Joal, modèle de conservation : l’Aire marine protégée déjà reboisée à 80 %
À l’occasion de la Journée mondiale des océans, l’Aire marine protégée de Joal a été présentée comme un modèle de conservation. Plus de 200 bénévoles ont planté 10 000 propagules de mangrove, portant à 80 % le reboisement de ses 1 030 hectares.
La Journée mondiale des océans a été célébrée ce dimanche à Fadial, dans la commune de Joal-Fadiouth, par une vaste opération de reboisement de mangroves et la remise du rapport « Justice pour les océans et les peuples » de Greenpeace Afrique aux autorités de l’Aire marine protégée (AMP) de Joal. Plus de 200 bénévoles ont mis en terre 10 000 propagules de mangrove sur un hectare.
Le conservateur de l’AMP, le capitaine Assane Diallo, a souligné que Joal fait figure de modèle : « Sur les 1 030 hectares que compte l’aire protégée, 80 % ont déjà été reboisés. Les populations sont conscientes de l’importance de la mangrove, ce qui explique l’absence de coupe de bois dans cette zone. » Il a salué l’engagement d’Abdou Karim Sall, président des AMP et de l’association AGIRE, qui a contribué à la restauration de 6 000 hectares de mangroves au Sénégal et a été distingué meilleur reboiseur du pays.
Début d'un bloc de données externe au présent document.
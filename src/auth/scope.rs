//! Ordered scope lists requested from, and granted by, the authorization server.

// std
use std::slice::Iter;
// self
use crate::_prelude::*;

/// Errors emitted when validating scopes.
#[derive(Clone, Debug, PartialEq, Eq, Serialize, Deserialize, ThisError)]
pub enum ScopeValidationError {
	/// Empty scope entries are not allowed.
	#[error("Scope entries cannot be empty.")]
	Empty,
	/// Scopes cannot contain embedded whitespace characters.
	#[error("Scope contains whitespace: {scope}.")]
	ContainsWhitespace {
		/// The offending scope string.
		scope: String,
	},
}

/// Scope list that keeps the configured order and drops duplicates.
///
/// Configuration lists scopes as an ordered sequence and the authorize URL repeats them in
/// that order, so unlike a set the first occurrence of each scope decides its position.
#[derive(Clone, Default, PartialEq, Eq, Hash)]
pub struct ScopeSet(Arc<[String]>);
impl ScopeSet {
	/// Creates a validated scope list from any iterator.
	pub fn new<I, S>(scopes: I) -> Result<Self, ScopeValidationError>
	where
		I: IntoIterator<Item = S>,
		S: Into<String>,
	{
		let mut ordered: Vec<String> = Vec::new();

		for scope in scopes {
			let owned: String = scope.into();

			if owned.is_empty() {
				return Err(ScopeValidationError::Empty);
			}
			if owned.chars().any(char::is_whitespace) {
				return Err(ScopeValidationError::ContainsWhitespace { scope: owned });
			}
			if !ordered.contains(&owned) {
				ordered.push(owned);
			}
		}

		Ok(Self(Arc::from(ordered)))
	}

	/// Number of distinct scopes.
	pub fn len(&self) -> usize {
		self.0.len()
	}

	/// Returns true if no scopes are defined.
	pub fn is_empty(&self) -> bool {
		self.0.is_empty()
	}

	/// Returns true if the list contains the provided scope.
	pub fn contains(&self, scope: &str) -> bool {
		self.0.iter().any(|candidate| candidate == scope)
	}

	/// Iterator over scopes in configured order.
	pub fn iter(&self) -> ScopeIter<'_> {
		ScopeIter { inner: self.0.iter() }
	}

	/// Space-delimited representation used for the `scope` request parameter.
	pub fn joined(&self) -> String {
		self.0.join(" ")
	}

	/// Returns the underlying slice of scope strings.
	pub fn as_slice(&self) -> &[String] {
		&self.0
	}
}
impl Debug for ScopeSet {
	fn fmt(&self, f: &mut Formatter) -> FmtResult {
		f.debug_tuple("ScopeSet").field(&self.0).finish()
	}
}
impl Display for ScopeSet {
	fn fmt(&self, f: &mut Formatter) -> FmtResult {
		f.write_str(&self.joined())
	}
}

/// Iterator over scope strings.
pub struct ScopeIter<'a> {
	inner: Iter<'a, String>,
}
impl<'a> Iterator for ScopeIter<'a> {
	type Item = &'a str;

	fn next(&mut self) -> Option<Self::Item> {
		self.inner.next().map(|s| s.as_str())
	}
}
impl<'a> IntoIterator for &'a ScopeSet {
	type IntoIter = ScopeIter<'a>;
	type Item = &'a str;

	fn into_iter(self) -> Self::IntoIter {
		self.iter()
	}
}
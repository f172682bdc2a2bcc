use reqwest::Client;
use rust_decimal::Decimal;
use serde::Deserialize;

use super::{fetch_json, mask_key, FetchError};

const SERVICE: &str = "tweetscout";

// ============================================================================
// TweetScout Client - social sentiment
// ============================================================================

#[derive(Clone)]
pub struct TweetScoutClient {
    client: Client,
    url: String,
    api_key: String,
}

#[derive(Debug, Deserialize)]
struct SentimentResponse {
    #[serde(default)]
    sentiment: Option<Decimal>,
}

impl TweetScoutClient {
    pub fn new(client: Client, url: &str, api_key: &str) -> Self {
        tracing::info!(
            url = %url,
            api_key = %mask_key(api_key),
            "Creating TweetScout client"
        );

        Self {
            client,
            url: url.to_string(),
            api_key: api_key.to_string(),
        }
    }

    /// Social sentiment for a ticker symbol, roughly -1..1.
    pub async fn sentiment(&self, symbol: &str) -> Result<Decimal, FetchError> {
        tracing::debug!(symbol = %symbol, "Requesting TweetScout sentiment");

        let request = self
            .client
            .get(&self.url)
            .query(&[("symbol", symbol)])
            .header("X-API-KEY", &self.api_key);
        let body: SentimentResponse = fetch_json(SERVICE, request).await?;

        body.sentiment.ok_or(FetchError::MissingField {
            service: SERVICE,
            field: "sentiment",
        })
    }
}
//! Composite scoring engine
//!
//! Stateless transforms from a token's raw data and fetched signals to a
//! single composite score. Safe to call from any number of tasks at once.
//!
//! The composite mixes a 0-100 risk score, a roughly -1..1 sentiment score
//! and an unbounded volume ratio under weights that sum to one. The result
//! has no normalized scale; it is kept as a raw weighted sum on purpose and
//! downstream thresholds must not assume a 0-100 range.

use std::collections::HashSet;

use rust_decimal::Decimal;

use crate::error::{ScoringError, ScoringResult};
use crate::models::{CompositeScore, ScoringWeights, SignalSet, TokenRecord};

/// Ratio of 24h volume to 7d volume.
pub fn compute_volume_spike(record: &TokenRecord) -> ScoringResult<Decimal> {
    if record.volume_24h.is_sign_negative() && !record.volume_24h.is_zero() {
        return Err(ScoringError::InvalidInput(format!(
            "volume_24h is negative ({}) for token {}",
            record.volume_24h, record.address
        )));
    }
    if record.volume_7d.is_sign_negative() && !record.volume_7d.is_zero() {
        return Err(ScoringError::InvalidInput(format!(
            "volume_7d is negative ({}) for token {}",
            record.volume_7d, record.address
        )));
    }

    if record.volume_7d.is_zero() {
        return Err(ScoringError::DivisionByZero {
            address: record.address.clone(),
        });
    }

    record.volume_24h.checked_div(record.volume_7d).ok_or_else(|| {
        ScoringError::InvalidInput(format!(
            "volume spike ratio overflows for token {} ({} / {})",
            record.address, record.volume_24h, record.volume_7d
        ))
    })
}

/// Weighted sum of the three signals.
///
/// Arithmetic saturates at the `Decimal` range rather than panicking, so
/// this never fails for a populated [`SignalSet`].
pub fn compute_composite(signals: &SignalSet, weights: &ScoringWeights) -> CompositeScore {
    let rugcheck = signals.rugcheck_score.saturating_mul(weights.rugcheck);
    let sentiment = signals.sentiment_score.saturating_mul(weights.sentiment);
    let volume = signals.volume_spike_ratio.saturating_mul(weights.volume);

    CompositeScore::new(rugcheck.saturating_add(sentiment).saturating_add(volume))
}

/// Set membership check used to gate tokens before any API call.
pub fn is_blacklisted(address: &str, blacklist: &HashSet<String>) -> bool {
    blacklist.contains(address)
}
Selon EMedia, cette distinction a été remise lors d’une cérémonie officielle à Dakar.
Abdou Karim Sall a insisté sur la nécessité d’impliquer les jeunes : « Nous ne pouvons pas surexploiter nos ressources et ne rien laisser aux générations futures. » De son côté, Amadou Oumar Touré, chargé de campagnes à Greenpeace Afrique, a rappelé que le thème de l’année, « Réaménager les relations avec les océans », trouve une illustration concrète à Joal. Il a annoncé que le Sénégal accueillera prochainement le Congrès mondial des Aires marines protégées, « preuve de la reconnaissance internationale de ses efforts », a-t-il déclaré.
Cette mobilisation s’inscrit dans un contexte où le Sénégal a validé le 15 mai 2026 sa Stratégie nationale des Aires marines protégées 2026-2030, visant à faire des océans un levier contre la pauvreté, l’insécurité alimentaire et le changement climatique, face à la raréfaction des poissons, l’érosion côtière et la pression croissante sur les écosystèmes marins. Par ailleurs, dans les AMP de Bignona, le projet Natur’ELLES déploie trois plateformes flottantes pour lutter contre la coupe illégale de bois et la surpêche dans les mangroves, en partenariat avec l’UICN, SOCODEVI et le soutien du Canada.